* YOUR GOAL *
Return verbatim all lines from the first one in the records to the line with "use glam::Vec2;", both ends kept.

* DATA PROVIDED *
::::
//! Single-pointer tap/drag classification.
//!
//! One [`GestureSession`] exists per pressed pointer. Every move on that
//! pointer yields a horizontal drag delta; the release yields a tap only when
//! the press was short and stayed within the movement slop on both axes.
//! A second simultaneous pointer aborts the session, since multi-touch is not
//! rotation input.

use crate::config::GestureThresholds;
use glam::Vec2;
use smallvec::SmallVec;

/// Wall-clock milliseconds, as delivered by DOM event timestamps.
pub type Millis = f64;

#[derive(Clone, Copy, Debug, PartialEq, Eq)]
pub enum PointerKind {
    Touch,
    Mouse,
}

#[derive(Clone, Copy, Debug, PartialEq)]
pub struct PointerSample {
    pub pointer_id: i32,
    pub kind: PointerKind,
    pub position: Vec2,
    pub timestamp: Millis,
}

#[derive(Clone, Copy, Debug, PartialEq)]
pub struct GestureSession {
    pub pointer_id: i32,
    pub kind: PointerKind,
    pub start_position: Vec2,
    pub start_timestamp: Millis,
    pub last_x: f32,
    pub still_tappable: bool,
}

impl GestureSession {
    fn open(sample: &PointerSample) -> Self {
        Self {
            pointer_id: sample.pointer_id,
            kind: sample.kind,
            start_position: sample.position,
            start_timestamp: sample.timestamp,
            last_x: sample.position.x,
            still_tappable: true,
        }
    }

    fn exceeds_slop(&self, position: Vec2, threshold: f32) -> bool {
        let d = (position - self.start_position).abs();
        d.x >= threshold || d.y >= threshold
    }
}

#[derive(Clone, Copy, Debug, PartialEq)]
pub enum GestureEvent {
    /// Horizontal movement since the previous sample of the same session.
    Drag { delta_x: f32 },
    /// A short, still press. Reported at the press position.
    Tap { at: Vec2 },
}

#[derive(Clone, Debug, Default)]
pub struct GestureTracker {
    thresholds: GestureThresholds,
    session: Option<GestureSession>,
    // pointers that aborted a session and are still down
    stray: SmallVec<[i32; 4]>,
}

impl GestureTracker {
    pub fn new(thresholds: GestureThresholds) -> Self {
        Self {
            thresholds,
            session: None,
            stray: SmallVec::new(),
        }
    }

    pub fn session(&self) -> Option<&GestureSession> {
        self.session.as_ref()
    }

    pub fn pointer_down(&mut self, sample: PointerSample) {
        // a pointer cannot go down twice; its release was never delivered
        if self.release_stray(sample.pointer_id) {
            log::debug!("[gesture] pointer {} reused; dropping stale entry", sample.pointer_id);
        }
        if let Some(open) = self.session.take() {
            log::debug!(
                "[gesture] pointer {} joined pointer {}; aborting session",
                sample.pointer_id,
                open.pointer_id
            );
            self.stray.push(open.pointer_id);
            self.stray.push(sample.pointer_id);
            return;
        }
        if !self.stray.is_empty() {
            self.stray.push(sample.pointer_id);
            return;
        }
        self.session = Some(GestureSession::open(&sample));
    }

    pub fn pointer_move(&mut self, sample: PointerSample) -> Option<GestureEvent> {
        let threshold = self.thresholds.move_threshold;
        let session = self
            .session
            .as_mut()
            .filter(|s| s.pointer_id == sample.pointer_id)?;
        if session.still_tappable && session.exceeds_slop(sample.position, threshold) {
            session.still_tappable = false;
        }
        let delta_x = sample.position.x - session.last_x;
        session.last_x = sample.position.x;
        Some(GestureEvent::Drag { delta_x })
    }

    pub fn pointer_up(&mut self, sample: PointerSample) -> Option<GestureEvent> {
        if self.release_stray(sample.pointer_id) {
            return None;
        }
        let session = match self.session {
            Some(s) if s.pointer_id == sample.pointer_id => s,
            _ => return None,
        };
        self.session = None;

        let still = session.still_tappable
            && !session.exceeds_slop(sample.position, self.thresholds.move_threshold);
        let elapsed = sample.timestamp - session.start_timestamp;
        if still && elapsed < self.thresholds.tap_max_duration_ms {
            Some(GestureEvent::Tap {
                at: session.start_position,
            })
        } else {
            None
        }
    }

    /// Pointer cancelled by the platform, or the mouse left the surface.
    pub fn pointer_cancel(&mut self, pointer_id: i32) {
        if self.release_stray(pointer_id) {
            return;
        }
        if self.session.map_or(false, |s| s.pointer_id == pointer_id) {
            self.session = None;
        }
    }

    fn release_stray(&mut self, pointer_id: i32) -> bool {
        match self.stray.iter().position(|&id| id == pointer_id) {
            Some(i) => {
                self.stray.swap_remove(i);
                true
            }
            None => false,
        }
    }
}
//! Screen-point picking against the character model.
//!
//! The core builds the pick ray itself; the renderer only answers the
//! intersection query through [`RaycastTarget`].

use glam::{Mat4, Vec2, Vec3};
use smallvec::SmallVec;

/// Client-space rectangle of the render surface (CSS pixels).
#[derive(Clone, Copy, Debug, PartialEq)]
pub struct Viewport {
    pub left: f32,
    pub top: f32,
    pub width: f32,
    pub height: f32,
}

impl Viewport {
    /// Map a client point to normalized device coordinates, Y up.
    /// Returns `None` for a zero-sized viewport.
    #[inline]
    pub fn to_ndc(&self, point: Vec2) -> Option<Vec2> {
        if !(self.width > 0.0 && self.height > 0.0) {
            return None;
        }
        let x = ((point.x - self.left) / self.width) * 2.0 - 1.0;
        let y = -((point.y - self.top) / self.height) * 2.0 + 1.0;
        Some(Vec2::new(x, y))
    }
}

#[derive(Clone, Copy, Debug, PartialEq)]
pub struct Ray {
    pub origin: Vec3,
    pub direction: Vec3,
}

/// Camera matrices as the renderer holds them.
#[derive(Clone, Copy, Debug, PartialEq)]
pub struct CameraPose {
    /// Camera-to-world transform.
    pub world: Mat4,
    pub projection_inverse: Mat4,
}

impl CameraPose {
    pub fn new(world: Mat4, projection: Mat4) -> Self {
        Self {
            world,
            projection_inverse: projection.inverse(),
        }
    }

    /// Perspective pick ray through `ndc`: starts at the camera position and
    /// passes through the unprojected point at mid depth.
    pub fn ray_through(&self, ndc: Vec2) -> Ray {
        let origin = self.world.w_axis.truncate();
        let view_point = self
            .projection_inverse
            .project_point3(Vec3::new(ndc.x, ndc.y, 0.5));
        let world_point = self.world.transform_point3(view_point);
        Ray {
            origin,
            direction: (world_point - origin).normalize_or_zero(),
        }
    }
}

#[derive(Clone, Copy, Debug, PartialEq)]
pub struct RayHit {
    pub distance: f32,
}

pub type RayHits = SmallVec<[RayHit; 4]>;

/// The renderer's ray-intersection primitive, bound to the character model.
pub trait RaycastTarget {
    /// Intersections of `ray` with the model, including all descendants when
    /// `recursive` is set.
    fn intersect(&self, ray: &Ray, recursive: bool) -> RayHits;
}

/// Renderer state sampled at the moment a tap is resolved.
#[derive(Clone, Copy)]
pub struct PickContext<'a> {
    pub viewport: Viewport,
    pub camera: CameraPose,
    pub target: Option<&'a dyn RaycastTarget>,
}

#[derive(Clone, Copy, Debug, Default)]
pub struct HitTestService;

impl HitTestService {
    /// `target` is `None` until the model has loaded, which always misses.
    pub fn hits_model(
        &self,
        point: Vec2,
        viewport: &Viewport,
        camera: &CameraPose,
        target: Option<&dyn RaycastTarget>,
    ) -> bool {
        let Some(target) = target else {
            return false;
        };
        let Some(ndc) = viewport.to_ndc(point) else {
            return false;
        };
        let ray = camera.ray_through(ndc);
        !target.intersect(&ray, true).is_empty()
    }
}
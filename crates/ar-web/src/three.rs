//! Minimal bindings to the three.js globals the host page exposes as `THREE`
//! (including `THREE.GLTFLoader`). Only the surface this crate touches is
//! declared.

use glam::{Mat4, Vec3};
use wasm_bindgen::prelude::*;
use web_sys as web;

#[wasm_bindgen]
extern "C" {
    // ---------------- scene graph ----------------
    #[wasm_bindgen(js_namespace = THREE)]
    #[derive(Clone, Debug)]
    pub type Object3D;

    #[wasm_bindgen(method)]
    pub fn add(this: &Object3D, child: &Object3D);
    #[wasm_bindgen(method)]
    pub fn remove(this: &Object3D, child: &Object3D);
    #[wasm_bindgen(method)]
    pub fn traverse(this: &Object3D, visitor: &js_sys::Function);
    #[wasm_bindgen(method, getter)]
    pub fn visible(this: &Object3D) -> bool;
    #[wasm_bindgen(method, setter)]
    pub fn set_visible(this: &Object3D, visible: bool);
    #[wasm_bindgen(method, setter = castShadow)]
    pub fn set_cast_shadow(this: &Object3D, on: bool);
    #[wasm_bindgen(method, setter = receiveShadow)]
    pub fn set_receive_shadow(this: &Object3D, on: bool);
    #[wasm_bindgen(method, getter)]
    pub fn position(this: &Object3D) -> Vector3;
    #[wasm_bindgen(method, getter)]
    pub fn scale(this: &Object3D) -> Vector3;
    #[wasm_bindgen(method, getter)]
    pub fn rotation(this: &Object3D) -> Euler;
    #[wasm_bindgen(method, getter = matrixWorld)]
    pub fn matrix_world(this: &Object3D) -> Matrix4;

    #[wasm_bindgen(extends = Object3D, js_namespace = THREE)]
    #[derive(Clone, Debug)]
    pub type Group;
    #[wasm_bindgen(constructor, js_namespace = THREE)]
    pub fn new() -> Group;

    #[wasm_bindgen(extends = Object3D, js_namespace = THREE)]
    #[derive(Clone, Debug)]
    pub type Scene;

    #[wasm_bindgen(extends = Object3D, js_namespace = THREE)]
    #[derive(Clone, Debug)]
    pub type Camera;
    #[wasm_bindgen(method, getter = projectionMatrix)]
    pub fn projection_matrix(this: &Camera) -> Matrix4;

    // ---------------- math ----------------
    #[wasm_bindgen(js_namespace = THREE)]
    #[derive(Clone, Debug)]
    pub type Vector3;
    #[wasm_bindgen(constructor, js_namespace = THREE)]
    pub fn new(x: f32, y: f32, z: f32) -> Vector3;
    #[wasm_bindgen(method)]
    pub fn set(this: &Vector3, x: f32, y: f32, z: f32);
    #[wasm_bindgen(method, setter)]
    pub fn set_y(this: &Vector3, y: f32);

    #[wasm_bindgen(js_namespace = THREE)]
    #[derive(Clone, Debug)]
    pub type Euler;
    #[wasm_bindgen(method)]
    pub fn set(this: &Euler, x: f32, y: f32, z: f32);
    #[wasm_bindgen(method, setter)]
    pub fn set_y(this: &Euler, y: f32);

    #[wasm_bindgen(js_namespace = THREE)]
    #[derive(Clone, Debug)]
    pub type Matrix4;
    #[wasm_bindgen(method, getter)]
    pub fn elements(this: &Matrix4) -> js_sys::Array;

    #[wasm_bindgen(js_namespace = THREE)]
    #[derive(Clone, Debug)]
    pub type Raycaster;
    #[wasm_bindgen(constructor, js_namespace = THREE)]
    pub fn new() -> Raycaster;
    #[wasm_bindgen(method)]
    pub fn set(this: &Raycaster, origin: &Vector3, direction: &Vector3);
    #[wasm_bindgen(method, js_name = intersectObject)]
    pub fn intersect_object(this: &Raycaster, object: &Object3D, recursive: bool) -> js_sys::Array;

    // ---------------- meshes & materials ----------------
    #[wasm_bindgen(js_namespace = THREE)]
    #[derive(Clone, Debug)]
    pub type PlaneGeometry;
    #[wasm_bindgen(constructor, js_namespace = THREE)]
    pub fn new(width: f32, height: f32) -> PlaneGeometry;

    #[wasm_bindgen(js_namespace = THREE)]
    #[derive(Clone, Debug)]
    pub type MeshBasicMaterial;
    #[wasm_bindgen(constructor, js_namespace = THREE)]
    pub fn new(params: &JsValue) -> MeshBasicMaterial;
    #[wasm_bindgen(method, setter)]
    pub fn set_map(this: &MeshBasicMaterial, map: &Texture);
    #[wasm_bindgen(method, setter = needsUpdate)]
    pub fn set_needs_update(this: &MeshBasicMaterial, on: bool);

    #[wasm_bindgen(extends = Object3D, js_namespace = THREE)]
    #[derive(Clone, Debug)]
    pub type Mesh;
    #[wasm_bindgen(constructor, js_namespace = THREE)]
    pub fn new(geometry: &PlaneGeometry, material: &MeshBasicMaterial) -> Mesh;

    #[wasm_bindgen(js_namespace = THREE)]
    #[derive(Clone, Debug)]
    pub type SpriteMaterial;
    #[wasm_bindgen(constructor, js_namespace = THREE)]
    pub fn new(params: &JsValue) -> SpriteMaterial;

    #[wasm_bindgen(extends = Object3D, js_namespace = THREE)]
    #[derive(Clone, Debug)]
    pub type Sprite;
    #[wasm_bindgen(constructor, js_namespace = THREE)]
    pub fn new(material: &SpriteMaterial) -> Sprite;

    #[wasm_bindgen(js_namespace = THREE)]
    #[derive(Clone, Debug)]
    pub type Texture;
    #[wasm_bindgen(method, setter = needsUpdate)]
    pub fn set_needs_update(this: &Texture, on: bool);

    #[wasm_bindgen(extends = Texture, js_namespace = THREE)]
    #[derive(Clone, Debug)]
    pub type CanvasTexture;
    #[wasm_bindgen(constructor, js_namespace = THREE)]
    pub fn new(canvas: &web::HtmlCanvasElement) -> CanvasTexture;

    // ---------------- lights ----------------
    #[wasm_bindgen(extends = Object3D, js_namespace = THREE)]
    pub type AmbientLight;
    #[wasm_bindgen(constructor, js_namespace = THREE)]
    pub fn new(color: u32, intensity: f32) -> AmbientLight;

    #[wasm_bindgen(extends = Object3D, js_namespace = THREE)]
    pub type DirectionalLight;
    #[wasm_bindgen(constructor, js_namespace = THREE)]
    pub fn new(color: u32, intensity: f32) -> DirectionalLight;

    #[wasm_bindgen(extends = Object3D, js_namespace = THREE)]
    pub type HemisphereLight;
    #[wasm_bindgen(constructor, js_namespace = THREE)]
    pub fn new(sky: u32, ground: u32, intensity: f32) -> HemisphereLight;

    // ---------------- loaders ----------------
    #[wasm_bindgen(js_namespace = THREE)]
    pub type TextureLoader;
    #[wasm_bindgen(constructor, js_namespace = THREE)]
    pub fn new() -> TextureLoader;
    #[wasm_bindgen(method)]
    pub fn load(
        this: &TextureLoader,
        url: &str,
        on_load: &JsValue,
        on_progress: &JsValue,
        on_error: &JsValue,
    ) -> Texture;

    #[wasm_bindgen(js_namespace = THREE)]
    pub type GLTFLoader;
    #[wasm_bindgen(constructor, js_namespace = THREE)]
    pub fn new() -> GLTFLoader;
    #[wasm_bindgen(method)]
    pub fn load(
        this: &GLTFLoader,
        url: &str,
        on_load: &JsValue,
        on_progress: &JsValue,
        on_error: &JsValue,
    );

    /// Result object handed to the GLTF load callback.
    pub type Gltf;
    #[wasm_bindgen(method, getter)]
    pub fn scene(this: &Gltf) -> Object3D;
    #[wasm_bindgen(method, getter)]
    pub fn animations(this: &Gltf) -> js_sys::Array;

    // ---------------- animation ----------------
    #[wasm_bindgen(js_namespace = THREE)]
    #[derive(Clone, Debug)]
    pub type AnimationMixer;
    #[wasm_bindgen(constructor, js_namespace = THREE)]
    pub fn new(root: &Object3D) -> AnimationMixer;
    #[wasm_bindgen(method, js_name = clipAction)]
    pub fn clip_action(this: &AnimationMixer, clip: &JsValue) -> AnimationAction;
    #[wasm_bindgen(method)]
    pub fn update(this: &AnimationMixer, delta_sec: f64);

    pub type AnimationAction;
    #[wasm_bindgen(method)]
    pub fn play(this: &AnimationAction);

    // ---------------- renderer ----------------
    #[wasm_bindgen(js_namespace = THREE)]
    #[derive(Clone, Debug)]
    pub type WebGLRenderer;
    #[wasm_bindgen(method)]
    pub fn render(this: &WebGLRenderer, scene: &Scene, camera: &Camera);
    #[wasm_bindgen(method, getter = domElement)]
    pub fn dom_element(this: &WebGLRenderer) -> web::HtmlCanvasElement;
}

#[inline]
pub fn vec3(v: Vec3) -> Vector3 {
    Vector3::new(v.x, v.y, v.z)
}

/// three.js stores matrices column-major, same as glam.
pub fn to_mat4(m: &Matrix4) -> Mat4 {
    let mut cols = [0.0_f32; 16];
    for (slot, v) in cols.iter_mut().zip(m.elements().iter()) {
        *slot = v.as_f64().unwrap_or(0.0) as f32;
    }
    Mat4::from_cols_array(&cols)
}

/// Build a plain JS options object.
pub fn js_options(pairs: &[(&str, JsValue)]) -> JsValue {
    let obj = js_sys::Object::new();
    for (key, value) in pairs {
        _ = js_sys::Reflect::set(&obj, &JsValue::from_str(key), value);
    }
    obj.into()
}

/// Read a numeric field from a JS object, e.g. a progress event or a hit.
pub fn js_number(obj: &JsValue, key: &str) -> Option<f64> {
    js_sys::Reflect::get(obj, &JsValue::from_str(key))
        .ok()
        .and_then(|v| v.as_f64())
}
::::
* WRITTEN ANSWER *
//! Single-pointer tap/drag classification.
//!
//! One [`GestureSession`] exists per pressed pointer. Every move on that
//! pointer yields a horizontal drag delta; the release yields a tap only when
//! the press was short and stayed within the movement slop on both axes.
//! A second simultaneous pointer aborts the session, since multi-touch is not
//! rotation input.

use crate::config::GestureThresholds;
use glam::Vec2;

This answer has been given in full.